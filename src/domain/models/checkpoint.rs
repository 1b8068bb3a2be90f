//! Checkpoint and resume-context domain models.
//!
//! Checkpoints form an append-only log per run, ordered by timestamp.
//! Resume contexts are computed from that log when a run restarts
//! mid-pipeline on another worker.

use chrono::{DateTime, Utc};
use serde::{Deserialize, Serialize};

use super::run::StepStatus;

/// Durable snapshot of one step's execution.
#[derive(Debug, Clone, PartialEq, Serialize, Deserialize)]
pub struct Checkpoint {
    pub step_id: String,
    pub agent: String,
    pub status: StepStatus,
    #[serde(default, skip_serializing_if = "Option::is_none")]
    pub input: Option<serde_json::Value>,
    #[serde(default, skip_serializing_if = "Option::is_none")]
    pub output: Option<serde_json::Value>,
    #[serde(default, skip_serializing_if = "Option::is_none")]
    pub error: Option<String>,
    pub tokens_used: u64,
    pub duration_ms: u64,
    /// May this checkpoint serve as a resume point?
    pub resumable: bool,
    /// May the step be safely replayed?
    pub idempotent: bool,
    pub timestamp: DateTime<Utc>,
}

impl Checkpoint {
    pub fn completed(step_id: impl Into<String>, agent: impl Into<String>) -> Self {
        Self {
            step_id: step_id.into(),
            agent: agent.into(),
            status: StepStatus::Completed,
            input: None,
            output: None,
            error: None,
            tokens_used: 0,
            duration_ms: 0,
            resumable: true,
            idempotent: false,
            timestamp: Utc::now(),
        }
    }

    pub fn with_output(mut self, output: serde_json::Value) -> Self {
        self.output = Some(output);
        self
    }

    pub fn with_flags(mut self, resumable: bool, idempotent: bool) -> Self {
        self.resumable = resumable;
        self.idempotent = idempotent;
        self
    }
}

/// How a resumed run re-enters the pipeline.
#[derive(Debug, Clone, Copy, PartialEq, Eq, Serialize, Deserialize)]
#[serde(rename_all = "snake_case")]
pub enum ResumeMode {
    /// Skip everything completed up to the last resumable checkpoint,
    /// continue from the step after it.
    FromCheckpoint,
    /// Execute only the named step; it must be idempotent.
    ReplayStep,
}

impl Default for ResumeMode {
    fn default() -> Self {
        Self::FromCheckpoint
    }
}

/// Everything the orchestrator needs to restart a run mid-pipeline.
#[derive(Debug, Clone, Serialize, Deserialize)]
pub struct ResumeContext {
    pub mode: ResumeMode,
    /// Step id of the checkpoint resumed from.
    pub resume_step_id: String,
    /// Completed step ids that must not re-execute.
    pub skip_step_ids: Vec<String>,
    /// Output of the resume checkpoint, fed to the first executed phase.
    #[serde(default, skip_serializing_if = "Option::is_none")]
    pub carry_forward_state: Option<serde_json::Value>,
}

impl ResumeContext {
    /// Build a `from_checkpoint` context from a run's checkpoint log.
    ///
    /// The resume point is the latest completed checkpoint marked
    /// `resumable`. The skip set is every completed step whose timestamp
    /// is at or before that point. Returns `None` when no resumable
    /// checkpoint exists.
    pub fn from_checkpoints(checkpoints: &[Checkpoint]) -> Option<Self> {
        let resume_point = checkpoints
            .iter()
            .filter(|c| c.status == StepStatus::Completed && c.resumable)
            .max_by_key(|c| c.timestamp)?;

        let skip_step_ids = checkpoints
            .iter()
            .filter(|c| c.status == StepStatus::Completed && c.timestamp <= resume_point.timestamp)
            .map(|c| c.step_id.clone())
            .collect();

        Some(Self {
            mode: ResumeMode::FromCheckpoint,
            resume_step_id: resume_point.step_id.clone(),
            skip_step_ids,
            carry_forward_state: resume_point.output.clone(),
        })
    }

    /// Build a `replay_step` context for one idempotent step.
    pub fn replay_step(checkpoint: &Checkpoint) -> Option<Self> {
        if !checkpoint.idempotent {
            return None;
        }
        Some(Self {
            mode: ResumeMode::ReplayStep,
            resume_step_id: checkpoint.step_id.clone(),
            skip_step_ids: Vec::new(),
            carry_forward_state: checkpoint.input.clone(),
        })
    }

    pub fn should_skip(&self, step_id: &str) -> bool {
        match self.mode {
            ResumeMode::FromCheckpoint => self.skip_step_ids.iter().any(|s| s == step_id),
            ResumeMode::ReplayStep => self.resume_step_id != step_id,
        }
    }
}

#### TRY IT
Repeat all the lines above, keeping them exactly as they are.

#### RESULT OF THIS TASK
filename src/domain/models/checkpoint.rs
repository 1b8068bb3a2be90f
//! Checkpoint and resume-context domain models.
//!
//! Checkpoints form an append-only log per run, ordered by timestamp.
//! Resume contexts are computed from that log when a run restarts
//! mid-pipeline on another worker.

use chrono::{DateTime, Utc};
use serde::{Deserialize, Serialize};

use super::run::StepStatus;

/// Durable snapshot of one step's execution.
#[derive(Debug, Clone, PartialEq, Serialize, Deserialize)]
pub struct Checkpoint {
    pub step_id: String,
    pub agent: String,
    pub status: StepStatus,
    #[serde(default, skip_serializing_if = "Option::is_none")]
    pub input: Option<serde_json::Value>,
    #[serde(default, skip_serializing_if = "Option::is_none")]
    pub output: Option<serde_json::Value>,
    #[serde(default, skip_serializing_if = "Option::is_none")]
    pub error: Option<String>,
    pub tokens_used: u64,
    pub duration_ms: u64,
    /// May this checkpoint serve as a resume point?
    pub resumable: bool,
    /// May the step be safely replayed?
    pub idempotent: bool,
    pub timestamp: DateTime<Utc>,
}

impl Checkpoint {
    pub fn completed(step_id: impl Into<String>, agent: impl Into<String>) -> Self {
        Self {
            step_id: step_id.into(),
            agent: agent.into(),
            status: StepStatus::Completed,
            input: None,
            output: None,
            error: None,
            tokens_used: 0,
            duration_ms: 0,
            resumable: true,
            idempotent: false,
            timestamp: Utc::now(),
        }
    }

    pub fn with_output(mut self, output: serde_json::Value) -> Self {
        self.output = Some(output);
        self
    }

    pub fn with_flags(mut self, resumable: bool, idempotent: bool) -> Self {
        self.resumable = resumable;
        self.idempotent = idempotent;
        self
    }
}

/// How a resumed run re-enters the pipeline.
#[derive(Debug, Clone, Copy, PartialEq, Eq, Serialize, Deserialize)]
#[serde(rename_all = "snake_case")]
pub enum ResumeMode {
    /// Skip everything completed up to the last resumable checkpoint,
    /// continue from the step after it.
    FromCheckpoint,
    /// Execute only the named step; it must be idempotent.
    ReplayStep,
}

impl Default for ResumeMode {
    fn default() -> Self {
        Self::FromCheckpoint
    }
}

/// Everything the orchestrator needs to restart a run mid-pipeline.
#[derive(Debug, Clone, Serialize, Deserialize)]
pub struct ResumeContext {
    pub mode: ResumeMode,
    /// Step id of the checkpoint resumed from.
    pub resume_step_id: String,
    /// Completed step ids that must not re-execute.
    pub skip_step_ids: Vec<String>,
    /// Output of the resume checkpoint, fed to the first executed phase.
    #[serde(default, skip_serializing_if = "Option::is_none")]
    pub carry_forward_state: Option<serde_json::Value>,
}

impl ResumeContext {
    /// Build a `from_checkpoint` context from a run's checkpoint log.
    ///
    /// The resume point is the latest completed checkpoint marked
    /// `resumable`. The skip set is every completed step whose timestamp
    /// is at or before that point. Returns `None` when no resumable
    /// checkpoint exists.
    pub fn from_checkpoints(checkpoints: &[Checkpoint]) -> Option<Self> {
        let resume_point = checkpoints
            .iter()
            .filter(|c| c.status == StepStatus::Completed && c.resumable)
            .max_by_key(|c| c.timestamp)?;

        let skip_step_ids = checkpoints
            .iter()
            .filter(|c| c.status == StepStatus::Completed && c.timestamp <= resume_point.timestamp)
            .map(|c| c.step_id.clone())
            .collect();

        Some(Self {
            mode: ResumeMode::FromCheckpoint,
            resume_step_id: resume_point.step_id.clone(),
            skip_step_ids,
            carry_forward_state: resume_point.output.clone(),
        })
    }

    /// Build a `replay_step` context for one idempotent step.
    pub fn replay_step(checkpoint: &Checkpoint) -> Option<Self> {
        if !checkpoint.idempotent {
            return None;
        }
        Some(Self {
            mode: ResumeMode::ReplayStep,
            resume_step_id: checkpoint.step_id.clone(),
            skip_step_ids: Vec::new(),
            carry_forward_state: checkpoint.input.clone(),
        })
    }

    pub fn should_skip(&self, step_id: &str) -> bool {
        match self.mode {
            ResumeMode::FromCheckpoint => self.skip_step_ids.iter().any(|s| s == step_id),
            ResumeMode::ReplayStep => self.resume_step_id != step_id,
        }
    }
}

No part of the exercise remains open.